IT Directors must understand the economics of big software

To address the realities of Big Software, companies need to think differently.

Business technology is under tremendous pressure and most organisations are ill-equipped to deal with the challenges and opportunities that are arising. 

Software-as-a-Service, big data, cloud, scale-out, artificial intelligence, containers, OpenStack and microservices are not just buzz-words, they are disrupting traditional business models. While these terms and technologies represent a new world of opportunity, they also bring complexity that most IT departments are ill-equipped to deal with.

This has become known as the era of Big Software. To address the realities of Big Software, companies need to think differently. Traditional enterprise applications were monolithic in nature, procured from best of breed providers and installed on a relatively small number of large servers. Modern application architectures and capacity requirements force companies to now roll out many applications, components and integration points spread across potentially thousands of hosted physical and virtual machines on premise or in a public cloud.

Organisations must have the right mix of products, services, and tools to match the requirements of the business, yet many IT departments are undertaking these challenges with the approaches and tools developed over a decade ago. Some IT Directors have turned to public cloud providers like AWS (Amazon Web Services), Microsoft Azure, and GPC (Google Public Cloud) as a way to offset much of the CAPEX (capital expenses) of deploying hardware and software needed to bring new services online. They wanted to consume applications as services and offset most of the costs to OPEX (Operating Expenses). Initially, public cloud delivered on the CAPEX to OPEX promise, Moor Insights & Strategy analysts state, with cloud providers touting upwards of 45 per cent in capital reductions in some cases.

But organisations needing to deploy solutions at scale found themselves locked into a single cloud provider, fluctuating pricing models and unable to take advantage of the economies of scale that comes from committing to a platform. Forward thinking IT directors realised they must disaggregate their current data centre environments to support scale-out private or hybrid cloud environments.

The Economics: Challenges & Opportunities with OpenStack

OpenStack is a way for organisations to deploy Open Source cloud infrastructure on commodity hardware. Customers look at OpenStack as an opportunity to reduce the cost of application deployment whilst increasing the speed with which they can bring new application services online. The cost to deploy OpenStack is relatively low, the ongoing investment in maintenance, labor, and operations can be high as some OpenStack solutions are unable to automate basic tasks such as updating and upgrading their environment. The cost of staff experienced and able to operate OpenStack at scale is high.
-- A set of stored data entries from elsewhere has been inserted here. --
//! Results log: one line per notable outcome, meant to be pasted next to
//! the inventory it was produced from.

use std::fs::{File, OpenOptions};
use std::io::{self, BufWriter, Write};
use std::path::Path;
use std::sync::Mutex;

use log::warn;

/// Append-only sink for result lines.
///
/// Implementations serialize whole lines so sessions running in parallel
/// never interleave partial writes.
pub trait ResultsLog: Send + Sync {
    /// Append one line (without trailing newline).
    fn write_line(&self, line: &str);

    /// Flush buffered lines.
    fn flush(&self) {}
}

/// Results log backed by a file.
pub struct FileResultsLog {
    writer: Mutex<BufWriter<File>>,
}

impl FileResultsLog {
    /// Create or truncate the file at `path`.
    pub fn create(path: impl AsRef<Path>) -> io::Result<Self> {
        Ok(Self::from_file(File::create(path)?))
    }

    /// Open the file at `path` for appending.
    pub fn append(path: impl AsRef<Path>) -> io::Result<Self> {
        let file = OpenOptions::new().create(true).append(true).open(path)?;
        Ok(Self::from_file(file))
    }

    fn from_file(file: File) -> Self {
        Self {
            writer: Mutex::new(BufWriter::new(file)),
        }
    }
}

impl ResultsLog for FileResultsLog {
    fn write_line(&self, line: &str) {
        let Ok(mut writer) = self.writer.lock() else {
            warn!("Results log lock poisoned, dropping line");
            return;
        };
        if let Err(e) = writeln!(writer, "{line}") {
            warn!("Failed to write results log: {}", e);
        }
    }

    fn flush(&self) {
        if let Ok(mut writer) = self.writer.lock() {
            if let Err(e) = writer.flush() {
                warn!("Failed to flush results log: {}", e);
            }
        }
    }
}

impl Drop for FileResultsLog {
    fn drop(&mut self) {
        ResultsLog::flush(self);
    }
}

/// Results log kept in memory.
#[derive(Debug, Default)]
pub struct MemoryResultsLog {
    lines: Mutex<Vec<String>>,
}

impl MemoryResultsLog {
    pub fn new() -> Self {
        Self::default()
    }

    /// Lines written so far.
    pub fn lines(&self) -> Vec<String> {
        self.lines.lock().map(|l| l.clone()).unwrap_or_default()
    }
}

impl ResultsLog for MemoryResultsLog {
    fn write_line(&self, line: &str) {
        if let Ok(mut lines) = self.lines.lock() {
            lines.push(line.to_string());
        }
    }
}

/// Results log that discards everything.
#[derive(Debug, Default, Clone, Copy)]
pub struct NullResultsLog;

impl ResultsLog for NullResultsLog {
    fn write_line(&self, _line: &str) {}
}

#[cfg(test)]
mod tests {
    use std::sync::Arc;

    use super::*;

    #[test]
    fn test_memory_log_collects_lines() {
        let log = MemoryResultsLog::new();
        log.write_line("Found: successfully");
        log.write_line("Not Found");
        assert_eq!(log.lines(), vec!["Found: successfully", "Not Found"]);
    }

    #[test]
    fn test_file_log_writes_whole_lines() {
        let path = std::env::temp_dir().join(format!("reachsh-results-{}.log", std::process::id()));
        {
            let log = Arc::new(FileResultsLog::create(&path).unwrap());
            let handles: Vec<_> = (0..4)
                .map(|i| {
                    let log = Arc::clone(&log);
                    std::thread::spawn(move || {
                        for j in 0..50 {
                            log.write_line(&format!("host-{i} line-{j}"));
                        }
                    })
                })
                .collect();
            for handle in handles {
                handle.join().unwrap();
            }
        }

        let contents = std::fs::read_to_string(&path).unwrap();
        std::fs::remove_file(&path).ok();

        let lines: Vec<&str> = contents.lines().collect();
        assert_eq!(lines.len(), 200);
        assert!(lines.iter().all(|l| l.starts_with("host-") && l.contains(" line-")));
    }

    #[test]
    fn test_null_log() {
        let log: Box<dyn ResultsLog> = Box::new(NullResultsLog);
        log.write_line("ignored");
        log.flush();
    }
}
One of the main challenges with OpenStack is determining where the year-over-year operating costs and benefits of managing the solution reaches parity, not just public cloud, but with their software licensing and other critical infrastructure investments. Our experience working with many of the largest OpenStack deployments out there is that in a typical multi-year OpenStack deployment, labour can make up >40 per cent of the overall costs, hardware maintenance and software license fees combined are around 20 per cent, while hardware depreciation, networking, storage, and engineering combine to make-up the remainder, according to HDS.

Whilst the main advantage of moving to the public cloud is still the short-term reduction in the cost per headcount and the speed of application deployment that is unhindered by organisation inflexibility, the year-over-year public cloud expenses can be greater than using an automated on premises OpenStack implementation.

What the Future Holds for OpenStack

It is important to keep in mind that OpenStack is not a destination, rather a part of the scale-out journey to delivering scalable services faster than ever before. CIOs know they must have cloud as part of their overall adoption and that OpenStack is a key driver and enabler for hybrid cloud adoption. IT organisations that take a traditional approach will continue to struggle with service and applications integration while working to keep their operational costs from rising too much.

The good news is that there are companies out there developing software to help companies with the insight, solutions, and leadership to engage in the Big Software era.